Questa, malgrado legata da un trattato di alleanza, non si fidava di un’Italia che aveva dimostrato in varie occasioni la caparbietà e la tenacia dinanzi alle rimostranze risorgimentali; e tanti pensavano di dovere combattere la quarta guerra d’indipendenza per liberare i territori ancora occupati dallo straniero, l’odiato austriaco. L’Aquila bicipite non dimenticava le Dieci Giornate di Brescia o la battaglia terribile di San Martino e Solferino; aveva ripetutamente pensato di “farla pagare” all’Italia che si era battuta per avere l’indipendenza delle sue terre. Addirittura allo Stato Maggiore dell’esercito austriaco ci avevano pensato durante le opere di soccorso e di solidarietà messe in atto nel 1908 a seguito del terribile terremoto che aveva colpito la Sicilia, scelta messa poi da parte per non apparire corvi più che aquile sulle spalle di un disastro immane. L’attacco doveva avvenire sull’altipiano di Asiago, come in effetti accadrà più tardi, durante la guerra mondiale. In ogni caso, questo correre alle spie fa capire il clima di sospetto che circolava nei salotti bene, nelle ambasciate e per l’Europa colpita da quella “isteria collettiva” che portò alla Prima guerra mondiale.
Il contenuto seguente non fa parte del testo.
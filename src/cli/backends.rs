//! Backends command implementation

use crate::cli::output::{format_backends_json, format_backends_table, BackendView};
use crate::cli::{load_config_or_default, BackendsArgs};
use crate::service::RoutingService;

/// Handle `switchyard backends`
pub fn handle_backends(args: &BackendsArgs) -> Result<String, Box<dyn std::error::Error>> {
    let config = load_config_or_default(&args.config)?;
    let service = RoutingService::from_config(&config)?;
    render_backends(&service, args.json)
}

/// Render the registry of a built service
pub fn render_backends(
    service: &RoutingService,
    json: bool,
) -> Result<String, Box<dyn std::error::Error>> {
    let views: Vec<BackendView> = service.backends().iter().map(BackendView::from).collect();

    if json {
        Ok(format_backends_json(&views)?)
    } else {
        Ok(format_backends_table(&views))
    }
}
Questa scoppiò a seguito dell’attentato all’arciduca erede al trono d’Austria, Francesco Ferdinando, avvenuto il 28 giugno 1914. Scampato ad un primo attentato durante la sua visita a Sarajevo, l’Arciduca aveva voluto continuare il suo percorso in auto scoperta per le vie della bella città, quando un altro anarchico riuscì nell’intento e lo uccise. L’ultimatum inviato dall’Austria alla Serbia conteneva molte richiesta corrette, ma anche un senso di umiliazione per una nazione che voleva essere indipendente e che non poteva accettare di avere il controllo austriaco sul processo da mettere in atto contro gli attentatori. Pertanto le richieste non vennero accettate e la guerra venne dichiarata un mese dopo, il 28 luglio. Essendo l’Austria stata attaccata e non avendo subito un attacco, come recitavano le regole del trattato che aveva sancito la Triplice Alleanza, l’Italia non scese in guerra accanto all’Austria. Erano già in atto pressioni inglesi perché l’Italia rimanesse neutrale oppure iniziasse a combattere a fianco delle Triplice Intesa, formata da Francia, Gran Bretagna e Russia, ma per il momento l’Italia rimase neutrale.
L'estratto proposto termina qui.